I am going to come back to that after I've done The Animated Series and so close out the TOS era on TV, which will, along with the rest of the Star Trek reviews going forward, be done via a single combined review for each season with a paragraph dedicated to each episode. These things do take a while to write.

So, we've seen strange studio worlds, sought out odd life and unusual civilisations and boldly gone where no costume designer has gone before. 

(I'm not even done with William Ware Theiss either, as he did the first season of The Next Generation.)

So, it's the end, but the moment has been prepared... sorry, wrong show. It is time to lower the curtain.

It is time for "Turnabout Intruder".

The description on Netflix does not do this one justice. 

Have you ever been at the tail end of a buffet lunch and there's some food left over? You feel a bit full but decide to have just a bit more because it will otherwise go to waste?

Well, this episode is rather like that, but with scenery chewing. The axe fell right in the middle of production - with "The Joy Machine" that was next to go in front of cameras, with Shatner directing, not being produced. Shatner would eventually direct The Final Frontier, but that's not exactly a good Trek movie even by his admission.
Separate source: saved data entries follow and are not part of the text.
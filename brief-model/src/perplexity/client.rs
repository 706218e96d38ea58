//! Perplexity client implementation.

use super::config::PerplexityConfig;
use super::convert::{self, ChatCompletionRequest, ChatCompletionResponse};
use crate::http::{build_client, check_status};
use crate::retry::{RetryConfig, execute_with_retry, is_retryable_model_error};
use crate::sse::SseBuffer;
use async_stream::try_stream;
use async_trait::async_trait;
use brief_core::{BriefError, Llm, LlmRequest, LlmResponseStream};
use futures::StreamExt;
use reqwest::Client;
use std::time::Duration;

/// Perplexity client for search-augmented chat completions.
///
/// # Example
///
/// ```rust,ignore
/// use brief_model::perplexity::{PerplexityClient, PerplexityConfig};
///
/// let client = PerplexityClient::new(PerplexityConfig::new(
///     std::env::var("PERPLEXITY_API_KEY").unwrap(),
///     "sonar",
/// ))?;
/// ```
pub struct PerplexityClient {
    client: Client,
    config: PerplexityConfig,
    retry_config: RetryConfig,
}

impl PerplexityClient {
    /// Create a new Perplexity client.
    ///
    /// # Errors
    ///
    /// Returns `BriefError::Config` for an empty API key and `BriefError::Model`
    /// if the HTTP client fails to initialize.
    pub fn new(config: PerplexityConfig) -> Result<Self, BriefError> {
        if config.api_key.trim().is_empty() {
            return Err(BriefError::Config("Perplexity API key is empty".to_string()));
        }
        let client = build_client("Perplexity", Duration::from_secs(config.timeout_secs))?;
        Ok(Self { client, config, retry_config: RetryConfig::default() })
    }

    /// Set a retry configuration, consuming and returning `self`.
    #[must_use]
    pub fn with_retry_config(mut self, retry_config: RetryConfig) -> Self {
        self.retry_config = retry_config;
        self
    }

    pub fn retry_config(&self) -> &RetryConfig {
        &self.retry_config
    }

    /// Build the API URL for chat completions.
    fn api_url(&self) -> String {
        format!("{}/chat/completions", self.config.effective_base_url().trim_end_matches('/'))
    }

    /// Build a chat completion request from an LLM request.
    fn build_request(&self, request: &LlmRequest, stream: bool) -> ChatCompletionRequest {
        let messages = request.contents.iter().map(convert::content_to_message).collect();
        let config = request.config.as_ref();

        ChatCompletionRequest {
            model: self.config.model.clone(),
            messages,
            temperature: config.and_then(|c| c.temperature).or(self.config.temperature),
            top_p: config.and_then(|c| c.top_p),
            max_tokens: config
                .and_then(|c| c.max_output_tokens)
                .map(|t| t as u32)
                .or(self.config.max_tokens),
            stream,
        }
    }
}

#[async_trait]
impl Llm for PerplexityClient {
    fn name(&self) -> &str {
        &self.config.model
    }

    async fn generate_content(
        &self,
        request: LlmRequest,
        stream: bool,
    ) -> Result<LlmResponseStream, BriefError> {
        let api_url = self.api_url();
        let api_key = self.config.api_key.clone();
        let chat_request = self.build_request(&request, stream);
        let client = self.client.clone();
        let retry_config = self.retry_config.clone();

        brief_telemetry::debug!(
            model = %chat_request.model,
            messages = chat_request.messages.len(),
            stream,
            "Sending Perplexity chat completion"
        );

        let response_stream = try_stream! {
            // Retries only cover request setup/execution. Stream failures after start are surfaced
            // directly and are not auto-replayed.
            let response = execute_with_retry(&retry_config, is_retryable_model_error, || {
                let client = client.clone();
                let api_url = api_url.clone();
                let api_key = api_key.clone();
                let chat_request = chat_request.clone();
                async move {
                    let response = client
                        .post(&api_url)
                        .bearer_auth(&api_key)
                        .json(&chat_request)
                        .send()
                        .await
                        .map_err(|e| BriefError::Model(format!("Perplexity API request failed: {e}")))?;
                    check_status("Perplexity", response).await
                }
            })
            .await?;

            if stream {
                let mut byte_stream = response.bytes_stream();
                let mut buffer = SseBuffer::default();

                while let Some(chunk) = byte_stream.next().await {
                    let chunk = chunk
                        .map_err(|e| BriefError::Model(format!("Stream read error: {e}")))?;

                    for data in buffer.push(&chunk) {
                        match serde_json::from_str::<ChatCompletionResponse>(&data) {
                            Ok(parsed) => {
                                yield convert::from_chunk(&parsed);
                            }
                            Err(e) => {
                                brief_telemetry::warn!("Failed to parse Perplexity chunk: {} - {}", e, data);
                            }
                        }
                    }
                }

                if let Some(data) = buffer.finish() {
                    if let Ok(parsed) = serde_json::from_str::<ChatCompletionResponse>(&data) {
                        yield convert::from_chunk(&parsed);
                    }
                }
            } else {
                let response_text = response
                    .text()
                    .await
                    .map_err(|e| BriefError::Model(format!("Failed to read response: {e}")))?;

                let chat_response: ChatCompletionResponse = serde_json::from_str(&response_text)
                    .map_err(|e| {
                        BriefError::Model(format!("Failed to parse response: {e} - {response_text}"))
                    })?;

                yield convert::from_response(&chat_response);
            }
        };

        Ok(Box::pin(response_stream))
    }
}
Sets were being dismantled even as filming was finished. Uhura doesn't even appear due to Nichelle Nichols having a singing engagement, being replaced by a "Lieutenant Lisa".

Shatner was also suffering from a bad case of the flu at the time, but seems to have powered through a difficult shoot.
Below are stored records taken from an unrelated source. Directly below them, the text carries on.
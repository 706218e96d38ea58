use brief_chart::{BarChart, Palette};
use brief_core::BriefError;
use brief_office::{ContentTypes, DocumentStyle, DocxDocument, Package, Relationships, TemplateFields, populate_docx};

fn part_text(package: &Package, name: &str) -> String {
    String::from_utf8(package.require(name).unwrap().to_vec()).unwrap()
}

#[test]
fn report_package_contains_every_part() {
    let palette = Palette::default();
    let chart = BarChart::operational_costs("Contoso");
    let figure = chart.render(&palette).unwrap();

    let mut doc = DocxDocument::new(DocumentStyle::default());
    doc.set_core_properties("Strategic Intelligence Brief: Contoso", "Strategy Desk");
    doc.add_heading("Strategic Intelligence Brief: Contoso", 0).unwrap();
    doc.add_paragraph("Operating costs rose 9% in 2024.");
    doc.add_figure(&figure, 5.0).unwrap();
    doc.add_bar_chart(&chart, &palette, 5.0).unwrap();

    let package = Package::from_bytes(&doc.to_bytes().unwrap()).unwrap();
    assert_eq!(package.part_names().next(), Some("[Content_Types].xml"));
    for name in [
        "_rels/.rels",
        "docProps/core.xml",
        "docProps/app.xml",
        "word/document.xml",
        "word/styles.xml",
        "word/_rels/document.xml.rels",
        "word/media/image1.png",
        "word/media/image1.svg",
        "word/charts/chart1.xml",
    ] {
        assert!(package.contains(name), "missing {name}");
    }

    assert_eq!(package.require("word/media/image1.png").unwrap(), figure.png.as_slice());

    let types = ContentTypes::parse(&part_text(&package, "[Content_Types].xml")).unwrap();
    assert!(types.has_default("png"));
    assert!(types.has_default("svg"));
    assert_eq!(
        types.override_for("word/charts/chart1.xml"),
        Some("application/vnd.openxmlformats-officedocument.drawingml.chart+xml")
    );

    let rels = Relationships::parse(&part_text(&package, "word/_rels/document.xml.rels")).unwrap();
    let targets: Vec<&str> = rels.iter().map(|r| r.target.as_str()).collect();
    assert_eq!(targets, vec!["styles.xml", "media/image1.png", "media/image1.svg", "charts/chart1.xml"]);

    let document = part_text(&package, "word/document.xml");
    assert!(document.contains("Operating costs rose 9% in 2024."));
    assert!(document.contains(r#"<c:chart "#));
    assert!(part_text(&package, "word/charts/chart1.xml").contains("<c:barChart>"));
    assert!(part_text(&package, "docProps/core.xml").contains("<dc:creator>Strategy Desk</dc:creator>"));
}

fn word_template(document_body: &str) -> Vec<u8> {
    let mut types = ContentTypes::default();
    types.add_override(
        "word/document.xml",
        "application/vnd.openxmlformats-officedocument.wordprocessingml.document.main+xml",
    );
    let mut rels = Relationships::new();
    rels.add(
        "http://schemas.openxmlformats.org/officeDocument/2006/relationships/officeDocument",
        "word/document.xml",
    );

    let mut package = Package::new();
    package.set_part("[Content_Types].xml", types.to_xml().into_bytes());
    package.set_part("_rels/.rels", rels.to_xml().into_bytes());
    package.set_part(
        "word/document.xml",
        format!(
            r#"<?xml version="1.0" encoding="UTF-8" standalone="yes"?><w:document xmlns:w="http://schemas.openxmlformats.org/wordprocessingml/2006/main"><w:body>{document_body}</w:body></w:document>"#
        )
        .into_bytes(),
    );
    package.set_part("word/styles.xml", b"<w:styles>{{title}}</w:styles>".to_vec());
    package.to_bytes().unwrap()
}

#[test]
fn populate_docx_fills_document_and_leaves_other_parts() {
    let template = word_template(concat!(
        r#"<w:p><w:pPr><w:pStyle w:val="Title"/></w:pPr><w:r><w:t>{{title}}</w:t></w:r></w:p>"#,
        r#"<w:p><w:r><w:t xml:space="preserve">Prepared by {{author}} on {{date}}</w:t></w:r></w:p>"#,
        r#"<w:p><w:r><w:t>{{roi_analysis}}</w:t></w:r></w:p>"#,
    ));
    let fields = TemplateFields::new()
        .with("title", "Margin Rescue")
        .with("author", "Strategy Desk")
        .with("date", "October 2026")
        .with("roi_analysis", "Savings: $120M\nPayback: 14 months");

    let output = populate_docx(&template, &fields).unwrap();
    let package = Package::from_bytes(&output).unwrap();
    let document = part_text(&package, "word/document.xml");

    assert!(document.contains(r#"<w:pStyle w:val="Title"/></w:pPr><w:r><w:t xml:space="preserve">Margin Rescue</w:t>"#));
    assert!(document.contains("Prepared by Strategy Desk on October 2026"));
    assert!(document.contains(">Savings: $120M</w:t>"));
    assert!(document.contains(">Payback: 14 months</w:t>"));
    assert!(!document.contains("{{"));

    assert_eq!(package.require("word/styles.xml").unwrap(), b"<w:styles>{{title}}</w:styles>");
}

#[test]
fn populate_docx_rejects_non_packages() {
    let err = populate_docx(b"not a zip", &TemplateFields::new()).unwrap_err();
    assert!(matches!(err, BriefError::Template(_)));

    let mut package = Package::new();
    package.set_part("[Content_Types].xml", ContentTypes::default().to_xml().into_bytes());
    let err = populate_docx(&package.to_bytes().unwrap(), &TemplateFields::new()).unwrap_err();
    assert!(matches!(err, BriefError::Template(msg) if msg.contains("word/document.xml")));
}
Responding to a distress call at a research base, Kirk encounters an old girlfriend of his from Starfleet Academy who is apparently seriously ill. She says:

"Your world of starship captains doesn't admit women."

Apparently this should be read as "women can't become starship captains" rather than the "being a starship captain means you can't maintain a long-term relationship". A line that makes no sense really - why would Starfleet bar women from high command? They certainly don't in Strange New Worlds or Discovery. Roddenberry admitted in later years that the line was simply sexist and a lot of the episode has been read that way by fans since.
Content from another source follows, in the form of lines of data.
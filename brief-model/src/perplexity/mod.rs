//! Perplexity provider.
//!
//! Perplexity's `sonar` models answer chat completions with live web search
//! and return the URLs they cited. The brief generator uses it for the
//! research stage.
//!
//! # Quick Start
//!
//! ```rust,ignore
//! use brief_model::perplexity::{PerplexityClient, PerplexityConfig};
//!
//! let config = PerplexityConfig::new("your-api-key", "sonar");
//! let client = PerplexityClient::new(config)?;
//! ```
//!
//! # Environment Variable
//!
//! The CLI reads the key from `PPLX_KEY` or `PERPLEXITY_API_KEY`.

mod client;
mod config;
mod convert;

pub use client::PerplexityClient;
pub use config::{PERPLEXITY_API_BASE, PerplexityConfig};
Anyway, it turns out that she is not seriously ill and in fact has lured Kirk into a trap, where she uses an alien machine to swap bodies and impersonate Captain Kirk for the purposes of revenge, as well as taking the opportunity to be a starship captain that she was denied.

Thus we get William Shatner playing a woman pretending to be a man, something that would have been quite common in the days of Shakespeare with any production of Twelfth Night.

Now a "Freaky Friday" plot like this requires two very good actors to pull off, ideally people that have known each other for a while and so can imitate the other, down to the physicality. Unfortunately, Sandra Smith and William Shatner are not those people. Smith makes no attempt to mimic Shatner's body language and Shatner is just chewing the scenery.

Not to say that Shatner chewing the scenery isn't glorious here and playing a woman like that was very progressive for the time. Unfortunately, the planned transmission of the episode was pre-empted by the death of former President Dwight D. Eisenhower and this final episode aired 3 June 1969, missing the Emmy cut-off by three days. Shatner would have to wait until 1999 to get a nomination and eventually won two for playing Denny Crane, his role in The Practice followed by spin-off Boston Legal.

Also, there's a massive logic problem - Lester seems to know extensive details about a ship class she's likely not encountered, gets everyone's names right despite having not met them before and can even make an attempt a court-martial. Could she have studied all that and still kept up her day job.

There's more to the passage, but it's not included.